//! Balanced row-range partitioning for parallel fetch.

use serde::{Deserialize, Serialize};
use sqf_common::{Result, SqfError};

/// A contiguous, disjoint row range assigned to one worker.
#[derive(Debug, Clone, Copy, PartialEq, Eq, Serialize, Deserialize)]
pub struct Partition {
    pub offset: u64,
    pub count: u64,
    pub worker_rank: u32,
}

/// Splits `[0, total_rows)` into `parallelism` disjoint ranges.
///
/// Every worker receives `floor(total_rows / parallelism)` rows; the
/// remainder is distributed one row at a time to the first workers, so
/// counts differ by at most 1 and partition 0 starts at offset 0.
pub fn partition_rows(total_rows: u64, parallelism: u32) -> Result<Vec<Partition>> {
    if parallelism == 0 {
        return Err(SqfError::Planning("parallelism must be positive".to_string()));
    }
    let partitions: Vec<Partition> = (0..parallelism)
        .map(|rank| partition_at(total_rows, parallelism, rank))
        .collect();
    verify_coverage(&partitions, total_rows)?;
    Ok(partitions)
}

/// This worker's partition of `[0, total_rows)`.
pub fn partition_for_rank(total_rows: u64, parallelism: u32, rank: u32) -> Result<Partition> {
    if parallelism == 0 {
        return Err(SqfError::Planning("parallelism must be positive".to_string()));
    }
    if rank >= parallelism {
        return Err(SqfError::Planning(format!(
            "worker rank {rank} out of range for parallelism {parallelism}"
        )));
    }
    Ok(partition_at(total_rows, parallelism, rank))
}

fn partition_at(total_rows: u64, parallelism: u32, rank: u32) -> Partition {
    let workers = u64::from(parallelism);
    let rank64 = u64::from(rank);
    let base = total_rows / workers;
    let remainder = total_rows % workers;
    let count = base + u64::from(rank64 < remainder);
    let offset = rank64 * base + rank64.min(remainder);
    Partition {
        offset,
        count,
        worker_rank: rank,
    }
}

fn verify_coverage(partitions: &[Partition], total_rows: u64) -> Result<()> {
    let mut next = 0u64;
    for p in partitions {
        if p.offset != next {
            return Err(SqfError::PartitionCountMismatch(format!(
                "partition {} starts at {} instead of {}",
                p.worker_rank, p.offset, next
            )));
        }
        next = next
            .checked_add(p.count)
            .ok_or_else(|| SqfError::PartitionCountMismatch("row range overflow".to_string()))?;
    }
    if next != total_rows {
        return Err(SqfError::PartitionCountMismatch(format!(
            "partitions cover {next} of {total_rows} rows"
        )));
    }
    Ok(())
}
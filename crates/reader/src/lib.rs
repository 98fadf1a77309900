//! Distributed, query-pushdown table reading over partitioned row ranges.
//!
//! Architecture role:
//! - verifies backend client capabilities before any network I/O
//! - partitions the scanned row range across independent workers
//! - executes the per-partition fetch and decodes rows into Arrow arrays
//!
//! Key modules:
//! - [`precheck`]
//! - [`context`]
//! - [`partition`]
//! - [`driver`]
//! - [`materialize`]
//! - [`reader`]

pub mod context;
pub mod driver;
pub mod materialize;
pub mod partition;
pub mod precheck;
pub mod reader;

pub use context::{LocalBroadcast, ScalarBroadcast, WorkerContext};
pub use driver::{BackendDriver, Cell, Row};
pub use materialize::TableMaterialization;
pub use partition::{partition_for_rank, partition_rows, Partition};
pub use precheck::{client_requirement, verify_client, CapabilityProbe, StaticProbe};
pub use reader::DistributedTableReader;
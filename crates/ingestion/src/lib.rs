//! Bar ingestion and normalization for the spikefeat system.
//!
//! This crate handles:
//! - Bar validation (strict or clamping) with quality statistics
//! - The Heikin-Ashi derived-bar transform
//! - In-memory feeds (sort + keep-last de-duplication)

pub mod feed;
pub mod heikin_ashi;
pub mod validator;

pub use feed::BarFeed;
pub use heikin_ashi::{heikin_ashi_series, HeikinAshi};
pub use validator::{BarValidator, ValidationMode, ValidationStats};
-----
• [What to produce]:
Every line of the entries above that holds "SqfError" should be copied out.

• [Output of the exercise]:
use sqf_common::{Result, SqfError};
        return Err(SqfError::Planning("parallelism must be positive".to_string()));
        return Err(SqfError::Planning("parallelism must be positive".to_string()));
        return Err(SqfError::Planning(format!(
            return Err(SqfError::PartitionCountMismatch(format!(
            .ok_or_else(|| SqfError::PartitionCountMismatch("row range overflow".to_string()))?;
        return Err(SqfError::PartitionCountMismatch(format!(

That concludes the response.